Reprinted from The Common Good, No 53, Pentecost 2010

There has been a disturbing trend in recent years to turn Anzac Day into a ‘holy day of obligation’. It is a day of remembrance. And it should remain so. But the corporate media have joined forces with the armed services to leave no stone unturned in their quest to imprint the psychology of war onto the nation’s soul. Indeed, many commentators speak of the day as being a day which defines our national identity.

War is a dirty, violent and destructive business. What is happening now around Anzac Day is that more and more young people in particular are being conned into what appears to be an underlying assumption that war is OK, that war is where real adulthood is gained, that war is inevitable sometimes, that war is somehow ‘glorious’. The propaganda is insidious but pervasive. Too many seem unaware that this is a giant confidence trick perpetuated by politicians, the military and the corporations who make money from war. Of course war produces heroism and comradeship. But in essence it is a deadly virus in the soul of humanity.

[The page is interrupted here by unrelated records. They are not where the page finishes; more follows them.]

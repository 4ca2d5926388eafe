//! NFS share snapshots.

use std::time::Duration;

use async_trait::async_trait;
use chrono::{DateTime, Utc};
use serde::{Deserialize, Serialize};
use serde_json::json;
use tracing::info;

use crate::client::{extract, Client};
use crate::context::OpContext;
use crate::error::ProviderError;
use crate::lookup::{find_one, parse_timestamp, NameFilter, Named};
use crate::mapping::normalize_region;
use crate::pagination::{list_all, ListRequest, LOOKUP_PER_PAGE};
use crate::provider::ProviderMeta;
use crate::resource::{clear_if_not_found, parse_id_region, DataSource, Resource};
use crate::resources::nfs::share_action;
use crate::resources::region_query;
use crate::schema::{Attribute, Constraint, Schema, Validator};
use crate::state::ResourceData;
use crate::waiter::{observe, wait_for_state, StateChangeConf, NOT_FOUND_STATE};

const SNAPSHOTS_PATH: &str = "/v2/nfs/snapshots";

const STATUS_CREATING: &str = "SNAPSHOT_CREATING";
const STATUS_AVAILABLE: &str = "SNAPSHOT_AVAILABLE";
const STATUS_DELETING: &str = "SNAPSHOT_DELETING";

#[derive(Debug, Clone, Default, PartialEq, Serialize, Deserialize)]
#[serde(default)]
struct NfsSnapshot {
    id: String,
    name: String,
    size_gib: i64,
    region: String,
    status: String,
    created_at: String,
    share_id: String,
}

impl Named for NfsSnapshot {
    fn name(&self) -> &str {
        &self.name
    }

    fn created_at(&self) -> Option<DateTime<Utc>> {
        parse_timestamp(Some(&self.created_at))
    }
}

fn snapshot_path(id: &str) -> String {
    format!("{}/{}", SNAPSHOTS_PATH, id)
}

async fn get_snapshot(
    ctx: &OpContext,
    client: &Client,
    id: &str,
    region: &str,
) -> Result<NfsSnapshot, ProviderError> {
    let body = client.get(ctx, &snapshot_path(id), &region_query(region)).await?;
    extract(&body, "snapshot")
}

async fn list_snapshots(
    ctx: &OpContext,
    client: &Client,
    region: &str,
    share_id: Option<&str>,
) -> Result<Vec<NfsSnapshot>, ProviderError> {
    let mut request = ListRequest::new(SNAPSHOTS_PATH, "snapshots")
        .with_query("region", region)
        .with_per_page(LOOKUP_PER_PAGE);
    if let Some(share_id) = share_id {
        request = request.with_query("share_id", share_id);
    }
    list_all(client, ctx, &request, |s: &NfsSnapshot| s.id.clone()).await
}

fn set_state(data: &mut ResourceData, snapshot: &NfsSnapshot) {
    data.set_id(snapshot.id.as_str());
    data.set("name", snapshot.name.as_str());
    data.set("share_id", snapshot.share_id.as_str());
    data.set("region", normalize_region(&snapshot.region));
    data.set("size", snapshot.size_gib);
    data.set("status", snapshot.status.as_str());
    data.set("created_at", snapshot.created_at.as_str());
}

/// `digitalocean_nfs_snapshot`
#[derive(Debug, Clone, Copy, Default)]
pub struct NfsSnapshotResource;

#[async_trait]
impl Resource for NfsSnapshotResource {
    fn schema(&self) -> Schema {
        Schema::v0()
            .with_description("A point-in-time snapshot of an NFS share.")
            .with_attribute(
                "name",
                Attribute::required_string()
                    .with_force_new()
                    .with_validator(Validator::NoZeroValues),
            )
            .with_attribute(
                "share_id",
                Attribute::required_string()
                    .with_force_new()
                    .with_validator(Validator::NoZeroValues),
            )
            .with_attribute("region", Attribute::required_string().with_force_new())
            .with_attribute("size", Attribute::computed_int64())
            .with_attribute("status", Attribute::computed_string())
            .with_attribute("created_at", Attribute::computed_string())
    }

    fn import_state(&self, id: &str) -> Result<ResourceData, ProviderError> {
        let (id, region) = parse_id_region(id)?;
        let mut data = ResourceData::with_id(id);
        data.set("region", region);
        Ok(data)
    }

    async fn create(
        &self,
        ctx: &OpContext,
        meta: &ProviderMeta,
        data: &mut ResourceData,
    ) -> Result<(), ProviderError> {
        let name = data.require_str("name")?.to_string();
        let share_id = data.require_str("share_id")?.to_string();
        let region = normalize_region(data.require_str("region")?);
        let client = &meta.client;

        share_action(ctx, client, &share_id, &region, "snapshot", json!({"name": name})).await?;
        info!(share_id = %share_id, name = %name, "NFS snapshot requested");

        // The action does not return the snapshot; it shows up in the share's listing.
        let (name, share_id, region) = (name.as_str(), share_id.as_str(), region.as_str());
        let conf = StateChangeConf::new(&[STATUS_CREATING], &[STATUS_AVAILABLE])
            .with_timeout(Duration::from_secs(5 * 60));
        let (snapshot, _) = wait_for_state(ctx, &conf, move || async move {
            list_snapshots(ctx, client, region, Some(share_id)).await.map(|snapshots| {
                match snapshots.into_iter().find(|s| s.name == name) {
                    Some(snapshot) => {
                        let status = snapshot.status.clone();
                        (Some(snapshot), status)
                    },
                    None => (None, NOT_FOUND_STATE.to_string()),
                }
            })
        })
        .await?;

        let snapshot = snapshot.ok_or_else(|| {
            ProviderError::NotFound(format!("snapshot {} of share {} not found", name, share_id))
        })?;
        data.set_id(snapshot.id);
        Ok(())
    }

    async fn read(
        &self,
        ctx: &OpContext,
        meta: &ProviderMeta,
        data: &mut ResourceData,
    ) -> Result<(), ProviderError> {
        let region = normalize_region(data.require_str("region")?);
        match get_snapshot(ctx, &meta.client, data.id(), &region).await {
            Ok(snapshot) => {
                set_state(data, &snapshot);
                Ok(())
            },
            Err(err) => clear_if_not_found(err, "NFS snapshot", data),
        }
    }

    async fn delete(
        &self,
        ctx: &OpContext,
        meta: &ProviderMeta,
        data: &mut ResourceData,
    ) -> Result<(), ProviderError> {
        let region = normalize_region(data.require_str("region")?);
        let id = data.id().to_string();
        let client = &meta.client;

        if let Err(err) = client.delete(ctx, &snapshot_path(&id), &region_query(&region)).await {
            return clear_if_not_found(err, "NFS snapshot", data);
        }

        let (id_ref, region_ref) = (id.as_str(), region.as_str());
        let conf = StateChangeConf::until_gone(&[STATUS_AVAILABLE, STATUS_DELETING]);
        wait_for_state(ctx, &conf, move || async move {
            observe(get_snapshot(ctx, client, id_ref, region_ref).await, |s| s.status.clone())
        })
        .await?;
        info!(id = %id, "NFS snapshot deleted");
        data.clear_id();
        Ok(())
    }
}

/// `digitalocean_nfs_snapshot` data source: by id, exact name or name regex.
#[derive(Debug, Clone, Copy, Default)]
pub struct NfsSnapshotDataSource;

#[async_trait]
impl DataSource for NfsSnapshotDataSource {
    fn schema(&self) -> Schema {
        Schema::v0()
            .with_attribute("id", Attribute::optional_computed_string())
            .with_attribute("name", Attribute::optional_computed_string())
            .with_attribute(
                "name_regex",
                Attribute::optional_string().with_validator(Validator::ValidRegexp),
            )
            .with_attribute(
                "most_recent",
                Attribute::optional_bool().with_default(json!(false)),
            )
            .with_attribute("share_id", Attribute::optional_computed_string())
            .with_attribute("region", Attribute::required_string())
            .with_attribute("size", Attribute::computed_int64())
            .with_attribute("status", Attribute::computed_string())
            .with_attribute("created_at", Attribute::computed_string())
            .with_constraint(Constraint::exactly_one_of(["id", "name", "name_regex"]))
    }

    async fn read(
        &self,
        ctx: &OpContext,
        meta: &ProviderMeta,
        data: &mut ResourceData,
    ) -> Result<(), ProviderError> {
        let region = normalize_region(data.require_str("region")?);
        let snapshot = if let Some(id) = data.get_str("id").filter(|s| !s.is_empty()) {
            get_snapshot(ctx, &meta.client, id, &region).await?
        } else {
            let filter = match data.get_str("name_regex") {
                Some(pattern) => NameFilter::regex(pattern)?,
                None => NameFilter::Exact(data.require_str("name")?.to_string()),
            };
            let share_id = data.get_str("share_id").filter(|s| !s.is_empty());
            let snapshots = list_snapshots(ctx, &meta.client, &region, share_id).await?;
            let most_recent = data.get_bool("most_recent").unwrap_or(false);
            find_one(snapshots, "NFS snapshot", &filter, most_recent)?
        };
        set_state(data, &snapshot);
        Ok(())
    }
}
trait DiagnosticExt {
    fn with_attribute_if_not_empty(self, path: &str) -> Self;
}

impl DiagnosticExt for Diagnostic {
    fn with_attribute_if_not_empty(self, path: &str) -> Self {
        if path.is_empty() {
            self
        } else {
            self.with_attribute(path)
        }
    }
}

Last century was the bloodiest on record for war and mass murder. Beside the millions of victims of the First and Second World Wars, there were slaughterhouse side shows – 1 million Armenians killed in 1915, 6 million Jews and 5 million Poles, gypsies, gays and others killed by the Nazis, 250,000 Japanese in four days, 3 million Ibos in Nigeria, 3 million Bengalis in Pakistan, 3 million Cambodians by the Pol Pot regime, 800,000 in 100 days in Rwanda, and millions more in Vietnam, Laos, Kosovo, the Balkans, Sudan and the Congo. Mostly it was genocide. Most were not soldiers. They were noncombatants, innocent women and children caught up in the evil that is war.

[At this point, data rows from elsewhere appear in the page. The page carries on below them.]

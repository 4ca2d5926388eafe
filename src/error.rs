//! Error types for the DigitalOcean provider.

use std::fmt;

use thiserror::Error;

use crate::schema::{Diagnostic, DiagnosticSeverity};

/// A non-2xx response from the DigitalOcean API.
#[derive(Debug, Clone, PartialEq, Eq)]
pub struct ApiError {
    /// HTTP method of the failed request.
    pub method: String,
    /// Request path (or absolute URL for off-API endpoints).
    pub path: String,
    /// HTTP status code.
    pub status: u16,
    /// The API's machine-readable error id (e.g. `not_found`).
    pub id: Option<String>,
    /// The API's human-readable message.
    pub message: String,
}

impl ApiError {
    /// Create an API error for the given request and status.
    pub fn new(
        method: impl Into<String>,
        path: impl Into<String>,
        status: u16,
        message: impl Into<String>,
    ) -> Self {
        Self {
            method: method.into(),
            path: path.into(),
            status,
            id: None,
            message: message.into(),
        }
    }

    /// Attach the API's error id.
    pub fn with_id(mut self, id: impl Into<String>) -> Self {
        self.id = Some(id.into());
        self
    }
}

impl fmt::Display for ApiError {
    fn fmt(&self, f: &mut fmt::Formatter<'_>) -> fmt::Result {
        write!(f, "{} {}: {} {}", self.method, self.path, self.status, self.message)
    }
}

impl std::error::Error for ApiError {}

/// Errors that can occur while managing DigitalOcean resources.
#[derive(Debug, Error)]
pub enum ProviderError {
    /// The requested object was not found.
    #[error("Resource not found: {0}")]
    NotFound(String),

    /// User input violates the schema or a cross-field constraint.
    #[error("Validation error: {0}")]
    Validation(String),

    /// An internal engine error occurred.
    #[error("SDK error: {0}")]
    Sdk(String),

    /// A configuration error occurred.
    #[error("Configuration error: {0}")]
    Configuration(String),

    /// The requested resource or data source type is unknown.
    #[error("Unknown resource type: {0}")]
    UnknownResource(String),

    /// A serialization/deserialization error occurred.
    #[error("Serialization error: {0}")]
    Serialization(#[from] serde_json::Error),

    /// The API answered with a non-success status.
    #[error("API error: {0}")]
    Api(#[from] ApiError),

    /// The request never produced an HTTP response (TCP/TLS/DNS).
    #[error("Transport error: {0}")]
    Transport(String),

    /// A name is already bound (registry) or the object already exists.
    #[error("Resource already exists: {0}")]
    AlreadyExists(String),

    /// A waiter or retry budget ran out.
    #[error("Timeout: {message}")]
    Timeout {
        /// What was being waited for.
        message: String,
        /// The last state observed before giving up.
        last_state: Option<String>,
    },

    /// The operation was cancelled by the host.
    #[error("Cancelled: {0}")]
    Cancelled(String),

    /// An invariant would be violated (shrinking a share, second share on a VPC).
    #[error("Failed precondition: {0}")]
    FailedPrecondition(String),

    /// Operation not implemented.
    #[error("Unimplemented: {0}")]
    Unimplemented(String),

    /// Invalid request from the host.
    #[error("Invalid request: {0}")]
    InvalidRequest(String),

    /// Malformed credential blob or import ID.
    #[error("Parse error: {0}")]
    Parse(String),
}

impl ProviderError {
    /// Get the error message as a string.
    ///
    /// Returns a reference to the error message for any variant.
    pub fn message(&self) -> &str {
        match self {
            Self::NotFound(msg) => msg,
            Self::Validation(msg) => msg,
            Self::Sdk(msg) => msg,
            Self::Configuration(msg) => msg,
            Self::UnknownResource(msg) => msg,
            Self::Serialization(_err) => "serialization error (see Debug output)",
            Self::Api(err) => &err.message,
            Self::Transport(msg) => msg,
            Self::AlreadyExists(msg) => msg,
            Self::Timeout { message, .. } => message,
            Self::Cancelled(msg) => msg,
            Self::FailedPrecondition(msg) => msg,
            Self::Unimplemented(msg) => msg,
            Self::InvalidRequest(msg) => msg,
            Self::Parse(msg) => msg,
        }
    }

    /// HTTP status of an API error, if this is one.
    pub fn status(&self) -> Option<u16> {
        match self {
            Self::Api(err) => Some(err.status),
            _ => None,
        }
    }

    /// Whether the remote object is absent.
    pub fn is_not_found(&self) -> bool {
        matches!(self, Self::NotFound(_)) || self.status() == Some(404)
    }

    /// Whether the failure is transient: conflicts, throttling, 5xx and
    /// transport failures.
    pub fn is_retryable(&self) -> bool {
        match self {
            Self::Api(err) => matches!(err.status, 409 | 429) || err.status >= 500,
            Self::Transport(_) => true,
            _ => false,
        }
    }

    /// Whether this is the 403 DigitalOcean returns when deleting an object
    /// that still has dependents.
    pub fn is_still_contains_resources(&self) -> bool {
        match self {
            Self::Api(err) => {
                err.status == 403 && err.message.to_lowercase().contains("contains resources")
            }
            _ => false,
        }
    }

    /// Fold error-severity diagnostics into a single validation error.
    ///
    /// Returns `None` when no diagnostic has error severity.
    pub fn from_diagnostics(diagnostics: &[Diagnostic]) -> Option<Self> {
        let errors: Vec<String> = diagnostics
            .iter()
            .filter(|d| d.severity == DiagnosticSeverity::Error)
            .map(|d| match (&d.attribute, &d.detail) {
                (Some(attr), Some(detail)) => format!("{}: {} ({})", attr, d.summary, detail),
                (Some(attr), None) => format!("{}: {}", attr, d.summary),
                (None, Some(detail)) => format!("{} ({})", d.summary, detail),
                (None, None) => d.summary.clone(),
            })
            .collect();
        if errors.is_empty() {
            None
        } else {
            Some(Self::Validation(errors.join("; ")))
        }
    }

    /// Render this error as a host-facing diagnostic.
    pub fn to_diagnostic(&self) -> Diagnostic {
        Diagnostic::error(self.to_string())
    }
}

impl From<reqwest::Error> for ProviderError {
    fn from(err: reqwest::Error) -> Self {
        Self::Transport(err.to_string())
    }
}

War should be obnoxious to any civilized person. But it is not. This is partly because it is sentimentalized and packaged to not be. And we don’t know the victims. Yet each of the 60 million civilian victims who died last century was someone’s brother, sister, aunt, mother, father or friend. Tell them it is ‘glorious’!

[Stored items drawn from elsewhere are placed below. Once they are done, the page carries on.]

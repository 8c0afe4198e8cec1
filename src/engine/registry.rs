use std::collections::HashMap;
use std::collections::hash_map::Entry;
use std::sync::{Arc, Mutex, PoisonError};

use crate::core::SetId;
use crate::engine::node::{NodeInput, TransformationNode};
use crate::set::ResolvedArtifactSet;
use crate::transform::{DependenciesContext, Transformation, TransformationId};

/// An ordered, shared collection of transformation nodes.
pub type NodeSet = Arc<[Arc<TransformationNode>]>;

/// What makes two transformation requests the same request.
///
/// Both the upstream set and the transformation are part of the key, so the
/// same transform of two different sets, or two transforms of the same set,
/// never collide.
#[derive(Debug, Clone, PartialEq, Eq, Hash)]
struct NodeKey {
    delegate: SetId,
    transformation: TransformationId,
    dependencies: DependenciesContext,
}

impl NodeKey {
    fn new(delegate: SetId, step: &Transformation, dependencies: &DependenciesContext) -> Self {
        // Steps which don't look at the extra dependencies shouldn't be split
        // by them.
        let dependencies = if step.requires_dependencies() {
            dependencies.clone()
        } else {
            DependenciesContext::none()
        };

        Self {
            delegate,
            transformation: step.id(),
            dependencies,
        }
    }

    /// Identity of the set made of the nodes stored under this key.
    fn identity(&self) -> SetId {
        SetId::of(self)
    }
}

/// Deduplication table for transformation nodes.
///
/// Every structurally identical request made during a build, no matter which
/// consumer makes it, receives the very same node collection, so each
/// transformation of each artifact is executed once and cached for everyone.
///
/// Chained transformations are registered one step at a time. A request for
/// `unzip -> instrument` therefore shares its `unzip` nodes with a plain
/// `unzip` request on the same upstream.
#[derive(Default)]
pub struct TransformationNodeRegistry {
    nodes: Mutex<HashMap<NodeKey, NodeSet>>,
}

impl TransformationNodeRegistry {
    pub fn new() -> Self {
        Self::default()
    }

    /// Returns the nodes applying `transformation` to everything `delegate`
    /// produces, creating them if this request hasn't been seen yet.
    ///
    /// No I/O happens here and nothing is executed. Safe to call from many
    /// threads at once: the first caller creates the nodes and every other
    /// caller observes the same instance.
    pub fn get_or_create(
        &self,
        delegate: &dyn ResolvedArtifactSet,
        transformation: &Transformation,
        dependencies: DependenciesContext,
    ) -> NodeSet {
        let mut upstream = delegate.identity();
        let mut previous: Option<NodeSet> = None;

        for step in transformation.steps() {
            let key = NodeKey::new(upstream, &step, &dependencies);
            upstream = key.identity();

            let nodes = self.find_or_insert(key, |key| {
                let inputs: Vec<NodeInput> = match &previous {
                    None => delegate.node_inputs(),
                    Some(nodes) => nodes.iter().cloned().map(NodeInput::Chained).collect(),
                };

                inputs
                    .into_iter()
                    .map(|input| {
                        TransformationNode::new(input, step.clone(), key.dependencies.clone())
                    })
                    .collect()
            });

            previous = Some(nodes);
        }

        previous.unwrap_or_else(|| Arc::from(Vec::new()))
    }

    /// Number of distinct requests registered so far.
    pub fn len(&self) -> usize {
        self.nodes
            .lock()
            .unwrap_or_else(PoisonError::into_inner)
            .len()
    }

    pub fn is_empty(&self) -> bool {
        self.len() == 0
    }

    fn find_or_insert<F>(&self, key: NodeKey, create: F) -> NodeSet
    where
        F: FnOnce(&NodeKey) -> Vec<Arc<TransformationNode>>,
    {
        let mut nodes = self.nodes.lock().unwrap_or_else(PoisonError::into_inner);

        match nodes.entry(key) {
            Entry::Occupied(entry) => {
                tracing::debug!(
                    "reusing {} node(s) for {:?}",
                    entry.get().len(),
                    entry.key().transformation
                );
                Arc::clone(entry.get())
            }
            Entry::Vacant(entry) => {
                let created: NodeSet = create(entry.key()).into();
                tracing::debug!(
                    "scheduled {} node(s) for {:?}",
                    created.len(),
                    entry.key().transformation
                );
                Arc::clone(entry.insert(created))
            }
        }
    }
}

/// Identity of the set of nodes `get_or_create` hands out for this request.
pub(crate) fn identity_of(
    delegate: SetId,
    transformation: &Transformation,
    dependencies: &DependenciesContext,
) -> SetId {
    transformation
        .steps()
        .iter()
        .fold(delegate, |upstream, step| {
            NodeKey::new(upstream, step, dependencies).identity()
        })
}
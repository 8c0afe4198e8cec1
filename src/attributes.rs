//! Immutable variant descriptions.

use std::collections::BTreeMap;
use std::fmt::{Debug, Display};
use std::sync::Arc;

use serde::{Serialize, Serializer};

use crate::core::ArcStr;

/// An immutable set of attributes describing a variant, e.g. `{usage: jar}`.
///
/// Equality and hashing are structural: two sets are interchangeable if and
/// only if all of their entries match. The entries live behind an [`Arc`], so
/// cloning a set is cheap and sharing it across threads needs no locking.
/// Sets are never mutated, [`with`](Self::with) returns a new set instead.
#[derive(Clone, PartialEq, Eq, Hash, Default)]
pub struct AttributeSet(Arc<BTreeMap<ArcStr, ArcStr>>);

impl AttributeSet {
    /// Returns a set with no attributes.
    pub fn empty() -> Self {
        Self::default()
    }

    /// Creates a set from key-value pairs. Later duplicates win.
    pub fn of<K, V>(entries: impl IntoIterator<Item = (K, V)>) -> Self
    where
        K: Into<ArcStr>,
        V: Into<ArcStr>,
    {
        entries.into_iter().collect()
    }

    /// Returns a copy of this set with `key` set to `value`.
    pub fn with(&self, key: impl Into<ArcStr>, value: impl Into<ArcStr>) -> Self {
        let mut map = (*self.0).clone();
        map.insert(key.into(), value.into());
        Self(Arc::new(map))
    }

    pub fn get(&self, key: &str) -> Option<&str> {
        self.0.get(key).map(AsRef::as_ref)
    }

    /// Checks whether every entry of `requested` is present in this set with
    /// the same value.
    pub fn matches(&self, requested: &AttributeSet) -> bool {
        requested
            .iter()
            .all(|(key, value)| self.get(key) == Some(value))
    }

    /// Iterates over the entries in key order.
    pub fn iter(&self) -> impl Iterator<Item = (&str, &str)> {
        self.0.iter().map(|(k, v)| (k.as_ref(), v.as_ref()))
    }

    pub fn len(&self) -> usize {
        self.0.len()
    }

    pub fn is_empty(&self) -> bool {
        self.0.is_empty()
    }
}

impl<K, V> FromIterator<(K, V)> for AttributeSet
where
    K: Into<ArcStr>,
    V: Into<ArcStr>,
{
    fn from_iter<I: IntoIterator<Item = (K, V)>>(iter: I) -> Self {
        let map = iter
            .into_iter()
            .map(|(k, v)| (k.into(), v.into()))
            .collect();

        Self(Arc::new(map))
    }
}

impl Display for AttributeSet {
    fn fmt(&self, f: &mut std::fmt::Formatter<'_>) -> std::fmt::Result {
        f.write_str("{")?;
        for (i, (key, value)) in self.iter().enumerate() {
            if i > 0 {
                f.write_str(", ")?;
            }
            write!(f, "{key}: {value}")?;
        }
        f.write_str("}")
    }
}

impl Debug for AttributeSet {
    fn fmt(&self, f: &mut std::fmt::Formatter<'_>) -> std::fmt::Result {
        write!(f, "AttributeSet({self})")
    }
}

impl Serialize for AttributeSet {
    fn serialize<S: Serializer>(&self, serializer: S) -> Result<S::Ok, S::Error> {
        serializer.collect_map(self.iter())
    }
}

The recent visit by John Key to Afghanistan illustrates this. Accompanied by the two main television channels and other friendly journalists, the trip was a propaganda coup for the PM and the military. Its timing, immediately after Anzac Day, was impeccable.

With war being presented now in the sanitized armchair comfort of our living rooms and often waged by high-tech weapons like pilotless drones, it is easy to sentimentalise its deadly effects. This is where Anzac commemorations can give a twisted message.

For Christians, there can be little excuse for such sentimentality. The nonviolent Jesus, who blessed peacemakers and told us ‘to love our enemies, not hate them’, left clear teachings about violence and war. His last words to his followers before his arrest were, ‘put away the sword.’ His last action as a free man: to heal the ear of the wounded servant of the high priest.

If only the Church and the world had taken that command seriously. It’s not too late – we still can.